Role of telemedicine

Suman Bhusan Bhattacharyya

Suman Bhusan Bhattacharyya

More about Author

Suman Bhusan Bhattacharyya is a practising family physician and a business solution architect for medical devices and healthcare IT applications with nearly twenty nine years of experience. He has worked for several IT MNCs in India and is currently Head of Health Informatics in TCS based out of Delhi-NCR region. Currently, he is a member of National EHR Standardisation Committee, Ministry of Health and Family Welfare, Government of India, member of Healthcare Informatics Standards Committee, Bureau of Indian Standards and also member of Standing Committee for IT, IMA Headquarters. His main areas of interest include clinical data analytics particularly treatment protocol planning using predictive analytics, designing EHR& EMR systems, mobility applications and application of machine learning techniques in healthcare.

Medical tourism has become an important alternative for patients to get timely treatment and to seek desired medical care in foreign countries. Telemedicine can play a vital role in medical tourism through an evaluation of the involved business processes.

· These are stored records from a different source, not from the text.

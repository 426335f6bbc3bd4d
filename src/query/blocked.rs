//! `blocked(options)` (`spec.md` §4.5.4): every node carrying a `blocked`
//! state, annotated with transitive causes/effects and an impact score.

use crate::ir::{Ir, StateType};
use crate::query::index::Indexes;
use crate::query::what_if::{self, WhatIfOptions};
use crate::query::why::{self, WhyOptions};
use chrono::NaiveDate;
use serde::Serialize;

#[derive(Debug, Clone, Default)]
pub struct BlockedOptions {
    /// Only include blockers whose `since` is on or after this date.
    pub since: Option<NaiveDate>,
    /// Depth passed through to the `why()` call behind `transitive_causes`.
    pub causes_depth: Option<usize>,
}

#[derive(Debug, Clone, Serialize)]
pub struct Blocker {
    pub node_id: String,
    pub content: String,
    pub reason: String,
    pub since: String,
    pub days_blocked: i64,
    pub transitive_causes: Vec<String>,
    pub transitive_effects: Vec<String>,
    pub impact_score: usize,
}

#[derive(Debug, Clone, Serialize)]
pub struct BlockedMetadata {
    pub total_blockers: usize,
    pub average_days_blocked: f64,
    pub oldest_blocker: Option<String>,
}

#[derive(Debug, Clone, Serialize)]
pub struct BlockedResult {
    pub blockers: Vec<Blocker>,
    pub metadata: BlockedMetadata,
}

/// `blocked()` never fails on malformed `since` values; a state whose
/// `since` doesn't parse as `YYYY-MM-DD` is reported with `days_blocked: 0`
/// rather than aborting the whole query (`spec.md` §4.5 preamble: queries
/// are read-only and tolerant of upstream linter-reportable defects).
pub fn blocked(ir: &Ir, as_of: NaiveDate, options: &BlockedOptions) -> BlockedResult {
    let idx = Indexes::build(ir);

    let mut blockers: Vec<Blocker> = Vec::new();
    for state in ir.states.iter().filter(|s| s.state_type == StateType::Blocked) {
        let since_str = state.fields.get("since").cloned().unwrap_or_default();
        let since_date = NaiveDate::parse_from_str(&since_str, "%Y-%m-%d").ok();

        if let (Some(filter), Some(since)) = (options.since, since_date) {
            if since < filter {
                continue;
            }
        }

        let days_blocked = since_date.map(|since| (as_of - since).num_days()).unwrap_or(0);

        let why_opts = WhyOptions {
            max_depth: options.causes_depth.or(Some(1)),
            ..Default::default()
        };
        let transitive_causes = why::why(ir, &state.node_id, &why_opts)
            .ok()
            .map(|result| match result {
                why::WhyResult::Chain { causal_chain, .. } => {
                    causal_chain.into_iter().map(|s| s.content).collect()
                }
                why::WhyResult::Minimal { chain, .. } => chain,
            })
            .unwrap_or_default();

        let transitive_effects = what_if::what_if(ir, &state.node_id, &WhatIfOptions::default())
            .ok()
            .map(|result| match result {
                what_if::WhatIfResult::Tree { impact_tree, .. } => impact_tree
                    .direct
                    .into_iter()
                    .chain(impact_tree.indirect)
                    .map(|n| n.content)
                    .collect(),
                what_if::WhatIfResult::Summary { benefits, risks, .. } => {
                    benefits.into_iter().chain(risks).collect()
                }
            })
            .unwrap_or_default();

        let impact_score = transitive_effects.len();

        blockers.push(Blocker {
            node_id: state.node_id.clone(),
            content: idx.content_of(&state.node_id),
            reason: state.fields.get("reason").cloned().unwrap_or_default(),
            since: since_str,
            days_blocked,
            transitive_causes,
            transitive_effects,
            impact_score,
        });
    }

    blockers.sort_by(|a, b| {
        b.impact_score
            .cmp(&a.impact_score)
            .then_with(|| b.days_blocked.cmp(&a.days_blocked))
    });

    let total_blockers = blockers.len();
    let average_days_blocked = if total_blockers == 0 {
        0.0
    } else {
        blockers.iter().map(|b| b.days_blocked as f64).sum::<f64>() / total_blockers as f64
    };
    let oldest_blocker = blockers
        .iter()
        .max_by_key(|b| b.days_blocked)
        .map(|b| b.node_id.clone());

    BlockedResult {
        blockers,
        metadata: BlockedMetadata {
            total_blockers,
            average_days_blocked,
            oldest_blocker,
        },
    }
}
//! `why(nodeId, options)` (`spec.md` §4.5.1): backward traversal over
//! `derives_from` and `causes` (optionally `equivalent`) edges — the causal
//! mirror of `what_if`'s forward traversal.

use crate::error::QueryError;
use crate::ir::{Ir, RelationshipType};
use crate::query::index::Indexes;
use serde::Serialize;
use std::collections::{HashMap, VecDeque};

#[derive(Debug, Clone, Copy, PartialEq, Eq, Default)]
pub enum WhyFormat {
    #[default]
    Chain,
    Minimal,
}

#[derive(Debug, Clone, Default)]
pub struct WhyOptions {
    pub format: WhyFormat,
    pub max_depth: Option<usize>,
    pub include_equivalent: bool,
}

#[derive(Debug, Clone, Serialize)]
pub struct WhyStep {
    pub node_id: String,
    pub content: String,
    pub depth: usize,
}

#[derive(Debug, Clone, Serialize)]
pub struct WhyMetadata {
    pub ancestor_count: usize,
    pub has_multiple_paths: bool,
}

#[derive(Debug, Clone, Serialize)]
#[serde(tag = "format")]
pub enum WhyResult {
    #[serde(rename = "chain")]
    Chain {
        target: String,
        causal_chain: Vec<WhyStep>,
        root_cause: String,
        metadata: WhyMetadata,
    },
    #[serde(rename = "minimal")]
    Minimal { root_cause: String, chain: Vec<String> },
}

pub fn why(ir: &Ir, node_id: &str, options: &WhyOptions) -> Result<WhyResult, QueryError> {
    let idx = Indexes::build(ir);
    idx.node(node_id)?;

    let mut depth_of: HashMap<&str, usize> = HashMap::new();
    let mut reach_count: HashMap<&str, u32> = HashMap::new();
    let mut order: Vec<(&str, usize)> = Vec::new();
    let mut queue: VecDeque<(&str, usize)> = VecDeque::new();

    depth_of.insert(node_id, 0);
    queue.push_back((node_id, 0));

    while let Some((current, depth)) = queue.pop_front() {
        if options.max_depth.is_some_and(|max| depth >= max) {
            continue;
        }
        for rel in idx.from_source.get(current).into_iter().flatten() {
            let follows = rel.rel_type == RelationshipType::DerivesFrom
                || (options.include_equivalent && rel.rel_type == RelationshipType::Equivalent);
            if !follows {
                continue;
            }
            let next = rel.target.as_str();
            *reach_count.entry(next).or_insert(0) += 1;
            if !depth_of.contains_key(next) {
                depth_of.insert(next, depth + 1);
                order.push((next, depth + 1));
                queue.push_back((next, depth + 1));
            }
        }
        // `causes`/`equivalent` point the other way: their source is the
        // cause, so walking backward to an ancestor means following
        // `to_target` and stepping to `rel.source`.
        for rel in idx.to_target.get(current).into_iter().flatten() {
            let follows = (rel.rel_type == RelationshipType::Causes && !rel.feedback)
                || (options.include_equivalent && rel.rel_type == RelationshipType::Equivalent);
            if !follows {
                continue;
            }
            let next = rel.source.as_str();
            *reach_count.entry(next).or_insert(0) += 1;
            if !depth_of.contains_key(next) {
                depth_of.insert(next, depth + 1);
                order.push((next, depth + 1));
                queue.push_back((next, depth + 1));
            }
        }
    }

    let root_cause_id = order
        .iter()
        .max_by_key(|(_, depth)| *depth)
        .map(|(id, _)| *id)
        .unwrap_or(node_id);
    let has_multiple_paths = reach_count.values().any(|&count| count > 1);

    match options.format {
        WhyFormat::Chain => {
            let causal_chain = order
                .iter()
                .map(|&(id, depth)| WhyStep {
                    node_id: id.to_string(),
                    content: idx.content_of(id),
                    depth,
                })
                .collect();
            Ok(WhyResult::Chain {
                target: node_id.to_string(),
                causal_chain,
                root_cause: idx.content_of(root_cause_id),
                metadata: WhyMetadata {
                    ancestor_count: order.len(),
                    has_multiple_paths,
                },
            })
        }
        WhyFormat::Minimal => Ok(WhyResult::Minimal {
            root_cause: idx.content_of(root_cause_id),
            chain: order.iter().map(|&(id, _)| idx.content_of(id)).collect(),
        }),
    }
}
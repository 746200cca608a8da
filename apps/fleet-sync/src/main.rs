//! Fleet Sync Binary
//!
//! Connects to a fleet manager, keeps the fleet and system stores current
//! and logs every change until interrupted.
//!
//! # Usage
//!
//! ```bash
//! cargo run --bin fleet-sync
//! ```
//!
//! # Environment Variables
//!
//! - `FLEET_ORIGIN`: Fleet manager origin (default: <http://localhost:8080>)
//! - `FLEET_STREAM_URL`: WebSocket URL override (default: origin + `/ws`)
//! - `FLEET_API_URL`: REST base override (default: origin + `/api`)
//! - `FLEET_RECONNECT_DELAY_INITIAL_MS`: First reconnect delay (default: 1000)
//! - `FLEET_RECONNECT_DELAY_MAX_MS`: Reconnect delay ceiling (default: 30000)
//! - `FLEET_RECONNECT_MULTIPLIER`: Backoff multiplier (default: 2.0)
//! - `FLEET_RECONNECT_JITTER`: Jitter fraction (default: 0)
//! - `FLEET_MAX_RECONNECT_ATTEMPTS`: Reconnect budget, 0 = unlimited (default: 10)
//! - `FLEET_HTTP_TIMEOUT_SECS`: REST request timeout (default: 30)
//! - `FLEET_METRICS_PORT`: Prometheus port, 0 = disabled (default: 0)
//! - `OTEL_ENABLED`: Enable OpenTelemetry (default: true)
//! - `RUST_LOG`: Log level (default: info)

use std::sync::Arc;
use std::time::Duration;

use anyhow::Context;
use fleet_sync::infrastructure::telemetry;
use fleet_sync::{FleetStore, SyncConfig, SyncContainer, SystemStore, init_metrics};
use tokio::signal;
use tokio_util::sync::CancellationToken;

/// Time allowed for watcher tasks to finish after shutdown.
const SHUTDOWN_TIMEOUT: Duration = Duration::from_secs(5);

#[tokio::main]
async fn main() -> anyhow::Result<()> {
    rustls::crypto::ring::default_provider()
        .install_default()
        .map_err(|_| anyhow::anyhow!("rustls crypto provider already installed"))?;

    load_dotenv();

    let _telemetry_guard = telemetry::init();

    tracing::info!("Starting Fleet Sync");

    let config = SyncConfig::from_env().context("invalid configuration")?;
    log_config(&config);

    if config.observability.metrics_port > 0 {
        init_metrics(config.observability.metrics_port)
            .context("failed to start metrics exporter")?;
    }

    let container = SyncContainer::new(config).context("failed to build fleet gateway")?;
    let shutdown_token = CancellationToken::new();

    let fleet_watcher = tokio::spawn(watch_fleet(container.fleet(), shutdown_token.clone()));
    let system_watcher = tokio::spawn(watch_system(container.system(), shutdown_token.clone()));

    match container.gateway().health().await {
        Ok(health) => tracing::info!(status = %health.status, "Fleet manager reachable"),
        Err(e) => tracing::warn!(error = %e, "Fleet manager health check failed"),
    }

    if let Err(e) = container.start_and_load().await {
        tracing::error!(error = %e, "Initial fleet load failed");
    }

    tracing::info!("Fleet sync ready");

    await_shutdown(shutdown_token).await;

    container.shutdown();
    let watchers = async {
        let _ = tokio::join!(fleet_watcher, system_watcher);
    };
    if tokio::time::timeout(SHUTDOWN_TIMEOUT, watchers).await.is_err() {
        tracing::warn!("Watchers did not stop in time");
    }

    tracing::info!("Fleet sync stopped");
    Ok(())
}

/// Log a summary every time the fleet snapshot changes.
async fn watch_fleet(fleet: Arc<FleetStore>, shutdown: CancellationToken) {
    let mut rx = fleet.subscribe();
    loop {
        tokio::select! {
            () = shutdown.cancelled() => break,
            changed = rx.changed() => {
                if changed.is_err() {
                    break;
                }
                let state = rx.borrow_and_update().clone();
                if state.loading {
                    continue;
                }
                tracing::debug!(
                    containers = state.containers.len(),
                    stacks = state.stacks.len(),
                    volumes = state.volumes.len(),
                    networks = state.networks.len(),
                    images = state.images.len(),
                    metrics = state.container_stats.len(),
                    error = state.error.as_deref().unwrap_or(""),
                    "Fleet state updated"
                );
            }
        }
    }
}

/// Log connection changes and host metrics.
async fn watch_system(system: Arc<SystemStore>, shutdown: CancellationToken) {
    let mut connected = system.connected();
    let mut state = system.subscribe();
    loop {
        tokio::select! {
            () = shutdown.cancelled() => break,
            changed = connected.changed() => {
                if changed.is_err() {
                    break;
                }
                let now = *connected.borrow_and_update();
                if now {
                    tracing::info!("Stream connected");
                } else {
                    tracing::warn!(state = system.connection_state().as_str(), "Stream disconnected");
                }
            }
            changed = state.changed() => {
                if changed.is_err() {
                    break;
                }
                let snapshot = state.borrow_and_update().clone();
                match snapshot.error {
                    Some(e) => tracing::warn!(error = %e, "Host metrics rejected"),
                    None => tracing::trace!(
                        hostname = %snapshot.stats.hostname,
                        cpu_usage = snapshot.stats.cpu_usage,
                        memory_percent = snapshot.stats.memory_percent,
                        "Host metrics"
                    ),
                }
            }
        }
    }
}

/// Log the parsed configuration.
fn log_config(config: &SyncConfig) {
    tracing::info!(
        origin = %config.origin,
        metrics_port = config.observability.metrics_port,
        max_reconnect_attempts = config.stream.max_reconnect_attempts,
        "Configuration loaded"
    );
    tracing::debug!(
        stream_url = %config.stream.url,
        api_base = %config.rest.base_url,
        health_url = %config.rest.health_url,
        "Fleet endpoints"
    );
}

/// Load .env file from current directory or any ancestor directory.
fn load_dotenv() {
    if dotenvy::dotenv().is_ok() {
        return;
    }

    if let Ok(cwd) = std::env::current_dir() {
        for dir in cwd.ancestors().skip(1) {
            let env_path = dir.join(".env");
            if env_path.exists() {
                let _ = dotenvy::from_path(&env_path);
                return;
            }
        }
    }
}

/// Wait for shutdown signal (SIGTERM or SIGINT).
async fn await_shutdown(shutdown_token: CancellationToken) {
    let ctrl_c = async {
        if let Err(e) = signal::ctrl_c().await {
            tracing::error!(error = %e, "Ctrl+C handler unavailable");
            std::future::pending::<()>().await;
        }
    };

    #[cfg(unix)]
    let terminate = async {
        match signal::unix::signal(signal::unix::SignalKind::terminate()) {
            Ok(mut sigterm) => {
                sigterm.recv().await;
            }
            Err(e) => {
                tracing::error!(error = %e, "SIGTERM handler unavailable");
                std::future::pending::<()>().await;
            }
        }
    };

    #[cfg(not(unix))]
    let terminate = std::future::pending::<()>();

    tokio::select! {
        () = ctrl_c => {
            tracing::info!("Received Ctrl+C, initiating shutdown");
        }
        () = terminate => {
            tracing::info!("Received SIGTERM, initiating shutdown");
        }
    }

    shutdown_token.cancel();
}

Although it may easily be dismissed as another BPO-like fad, medical tourism is nothing short of a serious business that has the potential to revolutionise the global healthcare industry. It is worth US$ 300–375 million, and growing at a rate of 30 per cent annually (2004 figures). Today, patients are combining vacation with care because either the local treatment is too expensive or involves long waiting periods or both.

Telemedicine is a serious attempt at bridging the gap between the care receivers and providers by making physical distances irrelevant and cutting down on travel. An essential cog in the wheel of medical tourism, it facilitates the patient and the care providers to “know each other” before they meet each other for the first time. It allows all the remote and local care providers to exchange health-related notes on an on-demand basis throughout the duration of the clinical care process beginning from the first encounter, to follow-up sessions until the patient is relieved. Consequently, it increases the efficiency, productivity and attractiveness of medical treatment as a whole and medical tourism in particular.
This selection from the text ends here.